[Data extract]
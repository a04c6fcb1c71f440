// SPDX-License-Identifier: BUSL-1.1
// Copyright (c) 2026 Alfred Jean LLC

//! Coordination primitives guarding envelope edits
//!
//! - **EnvelopeLock** - Exclusive lease with lazy expiry and token-checked release

pub mod lock;

pub use lock::{
    lease_is_live, verify, EnvelopeLock, HolderId, LockChange, LockInput, LockKind,
};
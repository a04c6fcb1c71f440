// SPDX-License-Identifier: BUSL-1.1
// Copyright (c) 2026 Alfred Jean LLC

//! No-op webhook adapter for when outbound delivery is disabled.

use super::{WebhookAdapter, WebhookError, WebhookRequest, WebhookResponse};
use async_trait::async_trait;

/// Webhook adapter that accepts everything and sends nothing.
#[derive(Clone, Copy, Debug, Default)]
pub struct NoOpWebhookAdapter;

impl NoOpWebhookAdapter {
    pub fn new() -> Self {
        Self
    }
}

#[async_trait]
impl WebhookAdapter for NoOpWebhookAdapter {
    async fn post(&self, _request: &WebhookRequest) -> Result<WebhookResponse, WebhookError> {
        Ok(WebhookResponse { status: 204 })
    }
}

#[cfg(test)]
#[path = "noop_tests.rs"]
mod tests;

[Exercise]
Copy exactly the lines above, starting at the opening line and finishing at the line in which "delivery is disabled." occurs.

[Result of the task]
repository a04c6fcb1c71f440
// SPDX-License-Identifier: BUSL-1.1
// Copyright (c) 2026 Alfred Jean LLC

//! Coordination primitives guarding envelope edits
//!
//! - **EnvelopeLock** - Exclusive lease with lazy expiry and token-checked release

pub mod lock;

pub use lock::{
    lease_is_live, verify, EnvelopeLock, HolderId, LockChange, LockInput, LockKind,
};
repository a04c6fcb1c71f440
// SPDX-License-Identifier: BUSL-1.1
// Copyright (c) 2026 Alfred Jean LLC

//! No-op webhook adapter for when outbound delivery is disabled.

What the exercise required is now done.